◆ What the task requires: Please copy every line of the records below that holds the word "Clause".

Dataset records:
▬▬▬
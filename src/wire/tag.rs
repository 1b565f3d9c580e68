// Copyright 2024 The Fuchsia Authors. All rights reserved.
// Use of this source code is governed by a BSD-style license that can be
// found in the LICENSE file.

//! The Clause 20.2.1 tag grammar.
//!
//! Every encoded datum starts with a tag octet: a 4-bit tag number (0xF
//! escapes to an extension octet), one class bit (application or context
//! specific), and a 3-bit length/value/type field. LVT values 0..4 are
//! literal content lengths, 5 switches to extended length octets (with 254
//! and 255 escaping to 16- and 32-bit lengths), 6 and 7 are the opening and
//! closing markers that delimit constructed data.

use crate::error::{DecodeError, DecodeResult};
use crate::types::limits::MAX_DECODE_LEN;
use crate::wire::BufferReader;

const CLASS_BIT: u8 = 0x08;
const EXTENDED_NUMBER: u8 = 0xF;
const LVT_EXTENDED: u8 = 5;
const LVT_OPENING: u8 = 6;
const LVT_CLOSING: u8 = 7;

/// Application-tag numbers of the primitive types (Clause 20.2.1.4).
pub mod app_tag {
    pub const NULL: u8 = 0;
    pub const BOOLEAN: u8 = 1;
    pub const UNSIGNED: u8 = 2;
    pub const SIGNED: u8 = 3;
    pub const REAL: u8 = 4;
    pub const DOUBLE: u8 = 5;
    pub const OCTET_STRING: u8 = 6;
    pub const CHARACTER_STRING: u8 = 7;
    pub const BIT_STRING: u8 = 8;
    pub const ENUMERATED: u8 = 9;
    pub const DATE: u8 = 10;
    pub const TIME: u8 = 11;
    pub const OBJECT_ID: u8 = 12;
}

#[derive(Debug, Clone, Copy, PartialEq, Eq)]
pub enum TagClass {
    Application,
    Context,
}

/// The length/value/type half of a tag.
#[derive(Debug, Clone, Copy, PartialEq, Eq)]
pub enum Lvt {
    /// Content length in bytes. For application-tagged Boolean the "length"
    /// carries the value itself and no content octets follow.
    Length(u32),
    Opening,
    Closing,
}

/// One decoded tag octet (plus any extension octets).
#[derive(Debug, Clone, Copy, PartialEq, Eq)]
pub struct Tag {
    pub class: TagClass,
    pub number: u8,
    pub lvt: Lvt,
}

/// Precomputed single-octet headers for application tags with number <= 14
/// and literal length <= 4, the overwhelmingly common case on the hot path.
/// Indexed `[number][length]`.
pub(crate) const SMALL_APP_HEADER: [[u8; 5]; 15] = {
    let mut table = [[0u8; 5]; 15];
    let mut n = 0;
    while n < 15 {
        let mut l = 0;
        while l < 5 {
            table[n][l] = ((n as u8) << 4) | (l as u8);
            l += 1;
        }
        n += 1;
    }
    table
};

impl Tag {
    pub fn application(number: u8, length: u32) -> Tag {
        Tag { class: TagClass::Application, number, lvt: Lvt::Length(length) }
    }

    pub fn context(number: u8, length: u32) -> Tag {
        Tag { class: TagClass::Context, number, lvt: Lvt::Length(length) }
    }

    pub fn opening(number: u8) -> Tag {
        Tag { class: TagClass::Context, number, lvt: Lvt::Opening }
    }

    pub fn closing(number: u8) -> Tag {
        Tag { class: TagClass::Context, number, lvt: Lvt::Closing }
    }

    pub fn is_opening(&self) -> bool {
        self.lvt == Lvt::Opening
    }

    pub fn is_closing(&self) -> bool {
        self.lvt == Lvt::Closing
    }

    pub fn is_context(&self) -> bool {
        self.class == TagClass::Context
    }

    /// Content length; opening/closing tags delimit zero content themselves.
    pub fn length(&self) -> u32 {
        match self.lvt {
            Lvt::Length(len) => len,
            Lvt::Opening | Lvt::Closing => 0,
        }
    }

    /// Bytes this tag header occupies on the wire.
    pub fn encoded_len(&self) -> usize {
        let number_ext = if self.number > 14 { 1 } else { 0 };
        let length_ext = match self.lvt {
            Lvt::Length(len) if len > MAX_SMALL_LENGTH_U32 => match len {
                5..=253 => 1,
                254..=65535 => 3,
                _ => 5,
            },
            _ => 0,
        };
        1 + number_ext + length_ext
    }

    pub fn encode(&self, buf: &mut Vec<u8>) {
        let lvt_bits = match self.lvt {
            Lvt::Length(len) if len <= MAX_SMALL_LENGTH_U32 => len as u8,
            Lvt::Length(_) => LVT_EXTENDED,
            Lvt::Opening => LVT_OPENING,
            Lvt::Closing => LVT_CLOSING,
        };
        let class_bit = match self.class {
            TagClass::Application => 0,
            TagClass::Context => CLASS_BIT,
        };
        if self.class == TagClass::Application && self.number <= 14 && lvt_bits <= 4 {
            buf.push(SMALL_APP_HEADER[self.number as usize][lvt_bits as usize]);
        } else if self.number <= 14 {
            buf.push((self.number << 4) | class_bit | lvt_bits);
        } else {
            buf.push((EXTENDED_NUMBER << 4) | class_bit | lvt_bits);
            buf.push(self.number);
        }
        if let Lvt::Length(len) = self.lvt {
            if len > MAX_SMALL_LENGTH_U32 {
                match len {
                    5..=253 => buf.push(len as u8),
                    254..=65535 => {
                        buf.push(254);
                        buf.extend_from_slice(&(len as u16).to_be_bytes());
                    }
                    _ => {
                        buf.push(255);
                        buf.extend_from_slice(&len.to_be_bytes());
                    }
                }
            }
        }
    }

    pub fn decode(r: &mut BufferReader<'_>) -> DecodeResult<Tag> {
        let head = r.read_u8()?;
        let class =
            if head & CLASS_BIT != 0 { TagClass::Context } else { TagClass::Application };
        let mut number = head >> 4;
        if number == EXTENDED_NUMBER {
            number = r.read_u8()?;
            if number == 255 {
                return Err(DecodeError::InvalidTag);
            }
        }
        let lvt = match head & 0x07 {
            LVT_OPENING => Lvt::Opening,
            LVT_CLOSING => Lvt::Closing,
            LVT_EXTENDED => {
                let len = match r.read_u8()? {
                    254 => r.read_u16()? as u32,
                    255 => r.read_u32()?,
                    b => b as u32,
                };
                if len > MAX_DECODE_LEN {
                    return Err(DecodeError::LengthTooLarge(len));
                }
                Lvt::Length(len)
            }
            small => Lvt::Length(small as u32),
        };
        if lvt == Lvt::Opening || lvt == Lvt::Closing {
            if class == TagClass::Application {
                // Opening/closing markers are context-class by definition.
                return Err(DecodeError::InvalidTag);
            }
        }
        Ok(Tag { class, number, lvt })
    }
}

const MAX_SMALL_LENGTH_U32: u32 = 4;

#[cfg(test)]
mod tests {
    use super::*;
    use crate::wire::BufferReader;
    use assert_matches::assert_matches;

    fn round_trip(tag: Tag) -> Vec<u8> {
        let mut buf = Vec::new();
        tag.encode(&mut buf);
        assert_eq!(buf.len(), tag.encoded_len());
        let mut r = BufferReader::new(&buf);
        assert_eq!(Tag::decode(&mut r).unwrap(), tag);
        assert!(r.is_empty());
        buf
    }

    #[test]
    fn small_application_headers_are_single_octet() {
        assert_eq!(round_trip(Tag::application(2, 1)), vec![0x21]);
        assert_eq!(round_trip(Tag::application(4, 4)), vec![0x44]);
        assert_eq!(round_trip(Tag::application(0, 0)), vec![0x00]);
    }

    #[test]
    fn context_headers_set_the_class_bit() {
        assert_eq!(round_trip(Tag::context(0, 1)), vec![0x09]);
        assert_eq!(round_trip(Tag::context(3, 2)), vec![0x3A]);
    }

    #[test]
    fn opening_and_closing_markers() {
        assert_eq!(round_trip(Tag::opening(1)), vec![0x1E]);
        assert_eq!(round_trip(Tag::closing(1)), vec![0x1F]);
    }

    #[test]
    fn extended_tag_numbers() {
        assert_eq!(round_trip(Tag::context(33, 1)), vec![0xF9, 33]);
        assert_eq!(round_trip(Tag::application(254, 0)), vec![0xF0, 254]);
    }

    #[test]
    fn extended_lengths() {
        assert_eq!(round_trip(Tag::application(6, 5)), vec![0x65, 5]);
        assert_eq!(round_trip(Tag::application(6, 253)), vec![0x65, 253]);
        assert_eq!(round_trip(Tag::application(6, 254)), vec![0x65, 254, 0x00, 0xFE]);
        assert_eq!(round_trip(Tag::application(6, 65535)), vec![0x65, 254, 0xFF, 0xFF]);
        assert_eq!(
            round_trip(Tag::application(6, 65536)),
            vec![0x65, 255, 0x00, 0x01, 0x00, 0x00]
        );
    }

    #[test]
    fn rejects_oversized_length() {
        // 2 MiB length claim.
        let buf = [0x65u8, 255, 0x00, 0x20, 0x00, 0x00];
        let mut r = BufferReader::new(&buf);
        assert_matches!(Tag::decode(&mut r), Err(DecodeError::LengthTooLarge(_)));
    }

    #[test]
    fn rejects_application_opening_marker() {
        // LVT 6 without the class bit.
        let mut r = BufferReader::new(&[0x16]);
        assert_matches!(Tag::decode(&mut r), Err(DecodeError::InvalidTag));
    }

    #[test]
    fn rejects_reserved_extended_number() {
        let mut r = BufferReader::new(&[0xF8, 255, 0x00]);
        assert_matches!(Tag::decode(&mut r), Err(DecodeError::InvalidTag));
    }

    #[test]
    fn truncated_header_is_an_error() {
        let mut r = BufferReader::new(&[0x65]);
        assert_matches!(Tag::decode(&mut r), Err(DecodeError::Truncated));
    }

    #[test]
    fn small_header_table_matches_manual_encoding() {
        for n in 0..15u8 {
            for l in 0..5u8 {
                assert_eq!(SMALL_APP_HEADER[n as usize][l as usize], (n << 4) | l);
            }
        }
    }
}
▬▬▬
◆ Output of the task:
//! The Clause 20.2.1 tag grammar.
/// Application-tag numbers of the primitive types (Clause 20.2.1.4).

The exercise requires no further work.